By Shaina Flanzraich, PT, DPT, NCS, CSRS

Multiple Sclerosis (MS) affects 400,000 individuals in the United States and 1 million individuals between 16-65 years old. MS is a neurological disease that affects the brain and/or spinal cord. The body has an abnormal immune response because something on the nerve appears “foreign” to the body like a virus. The body then attacks the nerves creating a plaque/lesion.

The most common symptoms of MS are heat sensitivity, fatigue, weakness, impaired sensation, impaired vision, dizziness and/or spasms and muscles stiffness. Exercising has been show to improve fatigue levels and help reduce the body’s natural inflammatory responses. Physical therapy at any stage of MS can help improve quality of life.

Below is an explanation of different types of Multiple Sclerosis and how physical therapy can help.

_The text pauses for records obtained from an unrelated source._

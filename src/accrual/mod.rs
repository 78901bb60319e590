//! Daily mining tap: the only way profit accrues. Each account is either in
//! cooldown (tapped less than 24h ago) or ready; a successful tap credits one
//! day of profit on the total active principal and restarts the cooldown.

use crate::ledger::{Account, Amount, DAILY_RATE_BPS, HOUR_MS, TAP_COOLDOWN_MS};

#[derive(Clone, Debug, PartialEq, Eq)]
pub enum TapOutcome {
    /// Profit credited; cooldown restarted.
    Mined {
        earned: Amount,
        profit_balance: Amount,
    },
    /// Ready, but nothing to mine on. No state change.
    NoActiveInvestment,
    /// Tapped during cooldown. No state change; wait is rounded up to whole
    /// hours.
    Cooldown { remaining_hours: u64 },
}

pub fn tap(account: &mut Account, now_ms: u64) -> TapOutcome {
    if account.last_mine_at_ms > 0 {
        let elapsed = now_ms.saturating_sub(account.last_mine_at_ms);
        if elapsed < TAP_COOLDOWN_MS {
            let remaining = TAP_COOLDOWN_MS - elapsed;
            return TapOutcome::Cooldown {
                remaining_hours: remaining.div_ceil(HOUR_MS),
            };
        }
    }
    let principal = account.active_principal();
    if principal == 0 {
        return TapOutcome::NoActiveInvestment;
    }
    let earned = principal * DAILY_RATE_BPS / 10_000;
    account.balances.profit += earned;
    account.last_mine_at_ms = now_ms;
    TapOutcome::Mined {
        earned,
        profit_balance: account.balances.profit,
    }
}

1. Benign: A plaque or lesion may show up on imaging, however, patient is asymptomatic: Physical therapy can help with creating a new healthy lifestyle with a fitness routine to help reduce inflammation in the body.

2. Clinically Isolated Syndrome (CIS): Patient experiences neurological symptoms for 24 hours and then makes a full recovery back to 100%: Physical therapy can help with creating a new healthy lifestyle with a fitness routine to help reduce inflammation in the body.

3. Relapsing Remitting: Patient will experience an exacerbation of symptoms and make almost a full recovery to 80%: Initially Physical therapy can help with restoring strength, balance and the ability to perform daily activities without assistance. Physical therapy can also help fight fatigue and slow down the progression of MS through an exercise routine. As MS progresses, physical therapy can help with maintaining daily activities such as getting in/out of bed, standing to cook or brush your teeth, and walking.

4. Primary Progressive: Patient will experience a slow progression of neurological symptoms with minimal periods of exacerbations or remissions. Physical therapy initially can assist with maintaining the ability to perform daily activities such as cleaning, cooking, and showering with strengthening and balance exercises. As MS progresses, physical therapy can help with maintaining the ability to perform transfers such as getting in/out of a chair or bed, getting on/off the toilet, and balance to help with bathing.

5. Secondary Progressive: Patient will initially experience an exacerbation of symptoms, make some recovery hitting a plateau and then slowly have a progression of neurological symptoms. Physical therapy can help with restoring strength, balance and the ability to perform daily activities without assistance. Physical therapy can also help fight fatigue and slow down the progression of MS through an exercise routine. As MS progresses, physical therapy can help with maintaining daily activities such as getting in/out of bed, standing to cook, or brush your teeth and walking.

6. Malignant: Patient has multiple lesions throughout the brain and spine, significantly limiting ability to perform functional activities. Through strengthening, balance and walking training, physical therapy can help with maintaining daily activities such as getting in/out of bed, standing to cook or brush your teeth, and walking short distances.